It doesn’t matter that he has cooperated since testing positive or that his samples have been clean. If the commission reduces the suspension, just stop drug testing altogether. Just give up the hoax.

The transgressions of McGregor are completely different — the UFC star was charged with three counts of assault and one of criminal mischief for an incident after a media event ahead of UFC 223 in Brooklyn, New York — but the premise for potential discipline isn’t.

It’s fairly obvious McGregor broke almost every stipulation within the UFC’s Code of Conduct for his thuglike actions, and other fighters have been immediately cut for far less serious acts. But he, like Alvarez, is the golden goose of the company.

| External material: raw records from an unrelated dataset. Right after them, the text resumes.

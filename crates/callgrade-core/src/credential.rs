//! Credential pool with per-key health tracking.
//!
//! # State transitions
//!
//! ```text
//! Active ──rate limit──▶ Cooldown ──cooldown elapsed (lazy)──▶ Active
//!    │                       │
//!    └──────auth failure─────┴──────────▶ Exhausted (terminal)
//! ```
//!
//! Cooldown expiry is checked on each `next()` call, so no timers or
//! background tasks are involved. All reads and writes go through one mutex;
//! selection and the lazy Cooldown → Active flip happen in the same critical
//! section, so two concurrent requests never observe a half-updated
//! credential.

use std::collections::HashSet;
use std::fmt;
use std::sync::{Mutex, MutexGuard};
use std::time::{Duration, Instant};

use serde::Serialize;

use crate::backoff;
use crate::config::ClientConfig;

/// Health of a single credential.
#[derive(Debug, Clone, Copy, PartialEq, Eq, Serialize)]
pub enum CredentialState {
    Active,
    Cooldown,
    Exhausted,
}

impl fmt::Display for CredentialState {
    fn fmt(&self, f: &mut fmt::Formatter<'_>) -> fmt::Result {
        match self {
            CredentialState::Active => write!(f, "active"),
            CredentialState::Cooldown => write!(f, "cooldown"),
            CredentialState::Exhausted => write!(f, "exhausted"),
        }
    }
}

/// An API key that never prints itself.
#[derive(Clone, PartialEq, Eq)]
pub struct Secret(String);

impl Secret {
    pub fn new(value: impl Into<String>) -> Self {
        Self(value.into())
    }

    pub fn expose(&self) -> &str {
        &self.0
    }

    /// Last four characters, for logs and status tables.
    pub fn masked(&self) -> String {
        let chars: Vec<char> = self.0.chars().collect();
        let tail: String = chars[chars.len().saturating_sub(4)..].iter().collect();
        format!("…{tail}")
    }
}

impl fmt::Debug for Secret {
    fn fmt(&self, f: &mut fmt::Formatter<'_>) -> fmt::Result {
        write!(f, "Secret({})", self.masked())
    }
}

#[derive(Debug)]
struct Credential {
    ordinal: usize,
    secret: Secret,
    state: CredentialState,
    cooldown_until: Option<Instant>,
    consecutive_failures: u32,
}

impl Credential {
    /// Flip an elapsed cooldown back to Active.
    fn refresh(&mut self, now: Instant) {
        if self.state == CredentialState::Cooldown
            && self.cooldown_until.is_none_or(|until| until <= now)
        {
            self.state = CredentialState::Active;
            self.cooldown_until = None;
            tracing::info!(credential = self.ordinal, "Credential cooldown elapsed");
        }
    }
}

/// A credential handed out for one attempt.
#[derive(Debug, Clone, PartialEq)]
pub struct CredentialLease {
    pub ordinal: usize,
    pub secret: Secret,
}

/// Point-in-time view of one credential.
#[derive(Debug, Clone, PartialEq, Serialize)]
#[serde(rename_all = "camelCase")]
pub struct CredentialStatus {
    pub ordinal: usize,
    pub masked: String,
    pub state: CredentialState,
    pub cooldown_remaining_ms: Option<u128>,
    pub consecutive_failures: u32,
}

/// Upper bound on any cooldown, whatever the service asks for.
pub const MAX_COOLDOWN: Duration = Duration::from_secs(24 * 60 * 60);

/// How long a rate-limited credential sits out.
#[derive(Debug, Clone, Copy, PartialEq)]
pub struct CooldownPolicy {
    /// Shortest cooldown, and the seed of the exponential schedule
    pub floor: Duration,
    pub max: Duration,
}

impl CooldownPolicy {
    /// Service hint if present, otherwise `floor * 2^failures` capped at
    /// `max`; never shorter than `floor`, never longer than [`MAX_COOLDOWN`].
    pub fn cooldown(&self, consecutive_failures: u32, hint: Option<Duration>) -> Duration {
        let max = self.max.max(self.floor);
        hint.unwrap_or_else(|| backoff::exponential(self.floor, consecutive_failures, max))
            .max(self.floor)
            .min(MAX_COOLDOWN)
    }
}

/// Ordered credentials shared by every logical request in the process.
#[derive(Debug)]
pub struct CredentialPool {
    credentials: Mutex<Vec<Credential>>,
    policy: CooldownPolicy,
}

impl CredentialPool {
    pub fn new<I, S>(secrets: I, policy: CooldownPolicy) -> Self
    where
        I: IntoIterator<Item = S>,
        S: Into<String>,
    {
        let credentials = secrets
            .into_iter()
            .enumerate()
            .map(|(i, secret)| Credential {
                ordinal: i + 1,
                secret: Secret::new(secret),
                state: CredentialState::Active,
                cooldown_until: None,
                consecutive_failures: 0,
            })
            .collect();

        Self {
            credentials: Mutex::new(credentials),
            policy,
        }
    }

    pub fn from_config(config: &ClientConfig) -> Self {
        Self::new(
            config.credentials.iter().cloned(),
            CooldownPolicy {
                floor: config.cooldown_floor,
                max: config.backoff_max,
            },
        )
    }

    fn lock(&self) -> MutexGuard<'_, Vec<Credential>> {
        // A panic while holding the lock cannot leave a credential torn:
        // every mutation is a plain field assignment.
        self.credentials
            .lock()
            .unwrap_or_else(|poisoned| poisoned.into_inner())
    }

    pub fn len(&self) -> usize {
        self.lock().len()
    }

    pub fn is_empty(&self) -> bool {
        self.lock().is_empty()
    }

    /// Lowest-ordinal Active credential not in `excluding`.
    ///
    /// Returns `None` when no credential qualifies.
    pub fn next(&self, excluding: &HashSet<usize>) -> Option<CredentialLease> {
        self.next_at(excluding, Instant::now())
    }

    fn next_at(&self, excluding: &HashSet<usize>, now: Instant) -> Option<CredentialLease> {
        let mut credentials = self.lock();
        credentials
            .iter_mut()
            .filter(|c| !excluding.contains(&c.ordinal))
            .find_map(|c| {
                c.refresh(now);
                (c.state == CredentialState::Active).then(|| CredentialLease {
                    ordinal: c.ordinal,
                    secret: c.secret.clone(),
                })
            })
    }

    /// Lease a specific credential unless it is exhausted.
    ///
    /// Used to probe keys one by one; cooldowns are not honored here.
    pub fn lease(&self, ordinal: usize) -> Option<CredentialLease> {
        let credentials = self.lock();
        credentials
            .iter()
            .find(|c| c.ordinal == ordinal && c.state != CredentialState::Exhausted)
            .map(|c| CredentialLease {
                ordinal: c.ordinal,
                secret: c.secret.clone(),
            })
    }

    /// Put a rate-limited credential into cooldown.
    pub fn report_quota_exceeded(&self, ordinal: usize, backoff_hint: Option<Duration>) {
        self.report_quota_exceeded_at(ordinal, backoff_hint, Instant::now());
    }

    fn report_quota_exceeded_at(&self, ordinal: usize, hint: Option<Duration>, now: Instant) {
        let mut credentials = self.lock();
        let Some(c) = credentials.iter_mut().find(|c| c.ordinal == ordinal) else {
            return;
        };
        if c.state == CredentialState::Exhausted {
            return;
        }

        let cooldown = self.policy.cooldown(c.consecutive_failures, hint);
        c.consecutive_failures = c.consecutive_failures.saturating_add(1);
        c.state = CredentialState::Cooldown;
        c.cooldown_until = Some(now.checked_add(cooldown).unwrap_or_else(|| {
            tracing::warn!(credential = ordinal, "Cooldown deadline overflows, expiring now");
            now
        }));

        tracing::info!(
            credential = ordinal,
            cooldown_ms = cooldown.as_millis() as u64,
            consecutive_failures = c.consecutive_failures,
            "Credential rate limited, cooling down"
        );
    }

    /// Retire a rejected credential for the rest of the process lifetime.
    pub fn report_auth_invalid(&self, ordinal: usize) {
        let mut credentials = self.lock();
        if let Some(c) = credentials.iter_mut().find(|c| c.ordinal == ordinal) {
            if c.state != CredentialState::Exhausted {
                c.state = CredentialState::Exhausted;
                c.cooldown_until = None;
                tracing::warn!(
                    credential = ordinal,
                    key = %c.secret.masked(),
                    "Credential rejected by service, disabled for this process"
                );
            }
        }
    }

    pub fn report_success(&self, ordinal: usize) {
        let mut credentials = self.lock();
        if let Some(c) = credentials.iter_mut().find(|c| c.ordinal == ordinal) {
            c.consecutive_failures = 0;
        }
    }

    pub fn snapshot(&self) -> Vec<CredentialStatus> {
        let now = Instant::now();
        self.lock()
            .iter()
            .map(|c| CredentialStatus {
                ordinal: c.ordinal,
                masked: c.secret.masked(),
                state: c.state,
                cooldown_remaining_ms: c
                    .cooldown_until
                    .map(|until| until.saturating_duration_since(now).as_millis()),
                consecutive_failures: c.consecutive_failures,
            })
            .collect()
    }

    pub fn state(&self, ordinal: usize) -> Option<CredentialState> {
        self.lock()
            .iter()
            .find(|c| c.ordinal == ordinal)
            .map(|c| c.state)
    }
}
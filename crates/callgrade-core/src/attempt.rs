//! Diagnostic trail of a logical request.

use chrono::{DateTime, Utc};
use serde::Serialize;
use std::fmt;

use crate::error::CallError;

/// Classified result of one call to the external service.
#[derive(Debug, Clone, Copy, PartialEq, Eq, Hash, Serialize)]
pub enum Outcome {
    Success,
    QuotaExceeded,
    ModelUnavailable,
    TransientNetwork,
    AuthInvalid,
}

impl fmt::Display for Outcome {
    fn fmt(&self, f: &mut fmt::Formatter<'_>) -> fmt::Result {
        let s = match self {
            Outcome::Success => "success",
            Outcome::QuotaExceeded => "quota-exceeded",
            Outcome::ModelUnavailable => "model-unavailable",
            Outcome::TransientNetwork => "transient-network",
            Outcome::AuthInvalid => "auth-invalid",
        };
        write!(f, "{s}")
    }
}

/// One attempt against a (credential, model) pair.
///
/// Lives only as long as the logical request that created it.
#[derive(Debug, Clone, PartialEq, Serialize)]
#[serde(rename_all = "camelCase")]
pub struct AttemptRecord {
    pub credential_ordinal: usize,
    pub model_name: String,
    pub timestamp: DateTime<Utc>,
    pub outcome: Outcome,
    #[serde(skip_serializing_if = "Option::is_none")]
    pub detail: Option<String>,
}

impl AttemptRecord {
    pub fn success(credential_ordinal: usize, model_name: &str) -> Self {
        Self {
            credential_ordinal,
            model_name: model_name.to_string(),
            timestamp: Utc::now(),
            outcome: Outcome::Success,
            detail: None,
        }
    }

    pub fn failure(credential_ordinal: usize, model_name: &str, error: &CallError) -> Self {
        Self {
            credential_ordinal,
            model_name: model_name.to_string(),
            timestamp: Utc::now(),
            outcome: error.outcome(),
            detail: Some(error.detail().to_string()),
        }
    }
}
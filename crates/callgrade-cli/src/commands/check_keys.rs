//! Probe every configured key and print a health table.

use anyhow::Result;
use console::style;
use futures_util::future::join_all;

use callgrade_core::{CredentialStatus, Outcome, ProbeReport};

use crate::app;

pub async fn run() -> Result<()> {
    let config = app::load_run_config(None)?;
    let analyzer = app::build_analyzer(&config.client)?;
    let client = analyzer.client();

    println!(
        "Probing {} key(s) against {} model(s)...\n",
        client.pool().len(),
        client.models().len()
    );

    let reports = join_all((1..=client.pool().len()).map(|ordinal| client.probe(ordinal))).await;
    let statuses = client.pool().snapshot();

    let mut healthy = 0;
    for (report, status) in reports.iter().zip(&statuses) {
        if report.model.is_some() {
            healthy += 1;
        }
        println!("{}", row(report, status));
    }

    println!();
    println!("{}/{} key(s) usable", healthy, statuses.len());
    if healthy == 0 {
        std::process::exit(1);
    }
    Ok(())
}

fn row(report: &ProbeReport, status: &CredentialStatus) -> String {
    let verdict = match &report.model {
        Some(model) => format!("{} {}", style("ok").green(), model),
        None => {
            let last = report.attempts.last().map(|a| a.outcome);
            match last {
                Some(Outcome::AuthInvalid) => style("invalid").red().to_string(),
                Some(Outcome::QuotaExceeded) => style("rate limited").yellow().to_string(),
                Some(outcome) => style(outcome.to_string()).yellow().to_string(),
                None => style("skipped").dim().to_string(),
            }
        }
    };

    let mut line = format!(
        "#{:<2} {:<8} {:<10} {}",
        status.ordinal,
        status.masked,
        status.state.to_string(),
        verdict
    );
    if let Some(ms) = status.cooldown_remaining_ms {
        line.push_str(&format!(" (cooling down {}s)", ms.div_ceil(1000)));
    }
    line
}
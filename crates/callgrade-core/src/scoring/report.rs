use serde::Serialize;
use std::fmt;

use super::normalize::{normalize, round_half_up};
use crate::aspect::{Aspect, AspectJudgment};

/// Qualitative label for the overall score
#[derive(Debug, Clone, Copy, PartialEq, Eq, Serialize)]
pub enum OverallLabel {
    Excellent,
    Good,
    Satisfactory,
    NeedsImprovement,
}

impl OverallLabel {
    /// `>= 8` Excellent, `>= 7` Good, `>= 5` Satisfactory, otherwise
    /// NeedsImprovement.
    pub fn for_score(overall_score: u8) -> Self {
        match overall_score {
            8.. => OverallLabel::Excellent,
            7 => OverallLabel::Good,
            5..=6 => OverallLabel::Satisfactory,
            _ => OverallLabel::NeedsImprovement,
        }
    }

    pub fn display_name(&self) -> &'static str {
        match self {
            OverallLabel::Excellent => "Excellent",
            OverallLabel::Good => "Good",
            OverallLabel::Satisfactory => "Satisfactory",
            OverallLabel::NeedsImprovement => "Needs Improvement",
        }
    }
}

impl fmt::Display for OverallLabel {
    fn fmt(&self, f: &mut fmt::Formatter<'_>) -> fmt::Result {
        write!(f, "{}", self.display_name())
    }
}

/// Coarse pass/warn marker for presentation.
#[derive(Debug, Clone, Copy, PartialEq, Eq)]
pub enum Indicator {
    Pass,
    Warn,
}

/// Collects judgments until all four aspects are present.
#[derive(Debug, Clone, Default)]
pub struct AspectSet {
    positive: Option<AspectJudgment>,
    call_opening: Option<AspectJudgment>,
    call_quality: Option<AspectJudgment>,
    call_closing: Option<AspectJudgment>,
}

impl AspectSet {
    pub fn new() -> Self {
        Self::default()
    }

    /// Store a judgment in its aspect's slot, replacing any earlier one.
    pub fn insert(&mut self, judgment: AspectJudgment) {
        let slot = match judgment.aspect {
            Aspect::Positive => &mut self.positive,
            Aspect::CallOpening => &mut self.call_opening,
            Aspect::CallQuality => &mut self.call_quality,
            Aspect::CallClosing => &mut self.call_closing,
        };
        *slot = Some(judgment);
    }

    pub fn missing(&self) -> Vec<Aspect> {
        [
            (Aspect::Positive, &self.positive),
            (Aspect::CallOpening, &self.call_opening),
            (Aspect::CallQuality, &self.call_quality),
            (Aspect::CallClosing, &self.call_closing),
        ]
        .into_iter()
        .filter(|(_, slot)| slot.is_none())
        .map(|(aspect, _)| aspect)
        .collect()
    }

    /// All four judgments, or the aspects still missing.
    pub fn complete(self) -> Result<AspectJudgments, Vec<Aspect>> {
        match (
            self.positive,
            self.call_opening,
            self.call_quality,
            self.call_closing,
        ) {
            (Some(positive), Some(call_opening), Some(call_quality), Some(call_closing)) => {
                Ok(AspectJudgments {
                    positive,
                    call_opening,
                    call_quality,
                    call_closing,
                })
            }
            (positive, call_opening, call_quality, call_closing) => Err(AspectSet {
                positive,
                call_opening,
                call_quality,
                call_closing,
            }
            .missing()),
        }
    }
}

/// A complete set of four judgments. Only [`AspectSet::complete`] builds one.
#[derive(Debug, Clone, PartialEq)]
pub struct AspectJudgments {
    positive: AspectJudgment,
    call_opening: AspectJudgment,
    call_quality: AspectJudgment,
    call_closing: AspectJudgment,
}

impl AspectJudgments {
    pub fn get(&self, aspect: Aspect) -> &AspectJudgment {
        match aspect {
            Aspect::Positive => &self.positive,
            Aspect::CallOpening => &self.call_opening,
            Aspect::CallQuality => &self.call_quality,
            Aspect::CallClosing => &self.call_closing,
        }
    }
}

/// One aspect of the report: the judgment plus its normalized score.
#[derive(Debug, Clone, PartialEq, Serialize)]
#[serde(rename_all = "camelCase")]
pub struct AspectScore {
    #[serde(flatten)]
    pub judgment: AspectJudgment,
    pub normalized_score: u8,
}

impl AspectScore {
    fn from_judgment(judgment: &AspectJudgment) -> Self {
        Self {
            judgment: judgment.clone(),
            normalized_score: normalize(judgment.raw_score),
        }
    }
}

/// Final coaching report for one call.
#[derive(Debug, Clone, PartialEq, Serialize)]
#[serde(rename_all = "camelCase")]
pub struct PerformanceReport {
    pub positive: AspectScore,
    pub call_opening: AspectScore,
    pub call_quality: AspectScore,
    pub call_closing: AspectScore,
    pub overall_score: u8,
    pub overall_label: OverallLabel,
}

impl PerformanceReport {
    /// Normalize each aspect and combine them.
    ///
    /// `overall_score = round_half_up(mean(normalized scores))`.
    pub fn aggregate(judgments: &AspectJudgments) -> Self {
        let positive = AspectScore::from_judgment(&judgments.positive);
        let call_opening = AspectScore::from_judgment(&judgments.call_opening);
        let call_quality = AspectScore::from_judgment(&judgments.call_quality);
        let call_closing = AspectScore::from_judgment(&judgments.call_closing);

        let total: u32 = [&positive, &call_opening, &call_quality, &call_closing]
            .iter()
            .map(|s| u32::from(s.normalized_score))
            .sum();
        let overall_score = round_half_up(f64::from(total) / 4.0) as u8;

        Self {
            positive,
            call_opening,
            call_quality,
            call_closing,
            overall_score,
            overall_label: OverallLabel::for_score(overall_score),
        }
    }

    pub fn aspect(&self, aspect: Aspect) -> &AspectScore {
        match aspect {
            Aspect::Positive => &self.positive,
            Aspect::CallOpening => &self.call_opening,
            Aspect::CallQuality => &self.call_quality,
            Aspect::CallClosing => &self.call_closing,
        }
    }

    /// Normalized scores in report order.
    pub fn normalized_scores(&self) -> [u8; 4] {
        [
            self.positive.normalized_score,
            self.call_opening.normalized_score,
            self.call_quality.normalized_score,
            self.call_closing.normalized_score,
        ]
    }

    /// Pass at 7 and above. Presentation only.
    pub fn indicator(&self) -> Indicator {
        if self.overall_score >= 7 {
            Indicator::Pass
        } else {
            Indicator::Warn
        }
    }
}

Whether it’s right or not for the UFC to allow the legal system to determine McGregor’s long-term fate before weighing in with its own actions is debatable — the NFL would actually serve itself well to pause at such times — but at some point, we will see if a popular belief is true that those with the power to discipline McGregor have always either chosen not to or gone soft on him because of his earning power.

In this sense, the commission’s decision in 2017 to reduce a fine and community service hours against McGregor for a bottle-throwing incident at a UFC 202 news conference remains one of the all-time jokes of such privileged treatment to a star fighter, in part for fear of losing future fights involving him.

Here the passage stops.